Q3. How long does it take to remove particles from a tracker?
The authors keep particles of the totally occluded tracker for a short time (we use a value of 8 frames here) in situations when quick occlusions occur and the velocity of particles may allow resolution of this occlusion.
Q4. How did the authors obtain the ground truth data?
To obtain the ground truth data the authors used a flood-fill segmentation algorithm corrected afterwards by hand using the ViPER-GT tool [3].
Q5. How is the weight of the detection particles penalised?
To avoid multiple detections in the same or similar regions, the weight of detection particles is penalised by a factor ψd < 1 in cases where particles cross already detected areas.
Q6. What are the two kinds of metric used to indicate the quality of the tracking procedure?
The authors use two kinds of metrics that indicate the quality of the tracking procedure: detection metrics (counting persons) and localisation metrics (area matching).
Q7. What is the weight update equation for established tracking filters?
The weight update equation for established tracking filters is changed to wit ∝ p(zt|xt = xit)ψ, where ψ = e(−ρgim) and gim expresses the amount of overlap between particle i and region m, which is multiplied by a factor ρ in the exponent of the penalty term.
Q8. How long does it take to calculate a step of the tracking procedure?
It takes about two times longer to calculate one step of the tracking procedure when using all three moments compared to the tracker based on thermal information only (around 30Hz on a 2.00 GHz processor when using 1000 samples).
Q9. What is the weight update equation for the ith detection particle?
The weight update equation for the ith detection particle is modified to wit ∝ p(zt|xt = xit)ψ, where ψ = ψd if particle i overlaps with other detected regions and ψ = 1 otherwise.
Q10. What is the fitness value for each sample i?
A fitness value f i for each sample i is then calculated as the sum of all gradients multiplied with individual weights αj for each region: f i = ∑m j=1 αj∆ i j .
Q11. What is the importance of the ellipse?
To calculate the importance weight wit of a sample i with state xit the authors divide the ellipses into m = 7 different regions (see Fig. 2) and for each region j the image gradient ∆ij between pixels in the inner and outer parts of the ellipse is calculated.

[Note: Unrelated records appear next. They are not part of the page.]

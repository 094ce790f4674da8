use crate::error::{AppError, AppResult, ConfigError};
use serde::Deserialize;
use std::path::Path;
use std::str::FromStr;

/// 默认配置文件路径
pub const DEFAULT_CONFIG_FILE: &str = "quiz_client.toml";

/// 程序配置文件
#[derive(Clone, Debug, Deserialize)]
#[serde(default)]
pub struct Config {
    // --- 后端 API 配置 ---
    pub api_base_url: String,
    /// 登录后获得的 Bearer token
    pub auth_token: Option<String>,
    /// 请求超时（秒）
    pub request_timeout_secs: u64,
    // --- 测验选择 ---
    pub classroom_id: Option<String>,
    pub quiz_id: Option<String>,
    /// 离线题目文件（设置后不访问后端）
    pub offline_fixture: Option<String>,
    /// 倒计时节拍间隔（毫秒）
    pub tick_interval_ms: u64,
    /// 是否显示详细日志
    pub verbose_logging: bool,
    /// 输出日志文件
    pub output_log_file: String,
}

impl Default for Config {
    fn default() -> Self {
        Self {
            api_base_url: "http://localhost:5000/api".to_string(),
            auth_token: None,
            request_timeout_secs: 15,
            classroom_id: None,
            quiz_id: None,
            offline_fixture: None,
            tick_interval_ms: 1000,
            verbose_logging: false,
            output_log_file: "quiz_attempts.log".to_string(),
        }
    }
}

impl Config {
    /// 读取配置文件（如果存在），再用环境变量覆盖
    ///
    /// 配置文件路径取自 `QUIZ_CONFIG`，默认为 `quiz_client.toml`。
    pub fn load() -> AppResult<Self> {
        let path = std::env::var("QUIZ_CONFIG").unwrap_or_else(|_| DEFAULT_CONFIG_FILE.to_string());
        let base = if Path::new(&path).exists() {
            Self::from_toml_file(&path)?
        } else {
            Self::default()
        };
        let config = base.with_env_overrides()?;
        config.validate()?;
        Ok(config)
    }

    /// 从 TOML 文件读取配置
    pub fn from_toml_file(path: &str) -> AppResult<Self> {
        let content =
            std::fs::read_to_string(path).map_err(|e| AppError::file_read_failed(path, e))?;
        toml::from_str(&content).map_err(|e| AppError::toml_parse_failed(path, e))
    }

    /// 环境变量覆盖配置文件；无法解析的值直接报错
    fn with_env_overrides(self) -> AppResult<Self> {
        let env = |name: &str| std::env::var(name).ok();
        let timeout = parse_env("QUIZ_REQUEST_TIMEOUT_SECS", env("QUIZ_REQUEST_TIMEOUT_SECS"), "u64")?;
        let tick = parse_env("QUIZ_TICK_INTERVAL_MS", env("QUIZ_TICK_INTERVAL_MS"), "u64")?;
        let verbose = parse_env("VERBOSE_LOGGING", env("VERBOSE_LOGGING"), "bool")?;

        Ok(Self {
            api_base_url: env("QUIZ_API_BASE_URL").unwrap_or(self.api_base_url),
            auth_token: env("QUIZ_AUTH_TOKEN").or(self.auth_token),
            request_timeout_secs: timeout.unwrap_or(self.request_timeout_secs),
            classroom_id: env("QUIZ_CLASSROOM_ID").or(self.classroom_id),
            quiz_id: env("QUIZ_ID").or(self.quiz_id),
            offline_fixture: env("QUIZ_OFFLINE_FIXTURE").or(self.offline_fixture),
            tick_interval_ms: tick.unwrap_or(self.tick_interval_ms),
            verbose_logging: verbose.unwrap_or(self.verbose_logging),
            output_log_file: env("OUTPUT_LOG_FILE").unwrap_or(self.output_log_file),
        })
    }

    fn validate(&self) -> AppResult<()> {
        if self.tick_interval_ms == 0 {
            return Err(ConfigError::InvalidValue {
                key: "tick_interval_ms".to_string(),
                reason: "必须大于 0".to_string(),
            }
            .into());
        }
        if self.offline_fixture.is_none() && self.api_base_url.trim().is_empty() {
            return Err(ConfigError::Missing {
                key: "api_base_url".to_string(),
            }
            .into());
        }
        Ok(())
    }
}

/// 解析一个环境变量的值；未设置时返回 `None`
fn parse_env<T: FromStr>(
    var_name: &str,
    raw: Option<String>,
    expected_type: &str,
) -> AppResult<Option<T>> {
    match raw {
        None => Ok(None),
        Some(value) => match value.trim().parse() {
            Ok(parsed) => Ok(Some(parsed)),
            Err(_) => Err(ConfigError::EnvVarParseFailed {
                var_name: var_name.to_string(),
                value,
                expected_type: expected_type.to_string(),
            }
            .into()),
        },
    }
}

Q12. How can the authors determine the region corresponding to a person on the colour image?
By using the affine transformation the authors are able to determine the region corresponding to a person on the colour image (see Fig. 3).
Q13. How is the order of persons determined?
The order ofthe persons from front-to-back is then determined by a sort procedure requiring MO · log(MO) comparisons where MO specifies the number of overlapping persons.
Q14. What is the trade-off between time requirements and performance of the tracker?
A good trade-off between time requirements and performance of the tracker for their setup is a representation using just the first moment of the colour distribution (46% more time compared to the gradient based tracker).
Q15. What features are used to indicate the order of overlapping persons in the image?
There are several features that could indicate the order of overlapping persons in the image, from which the authors have chosen a set of three thermal and three colour features.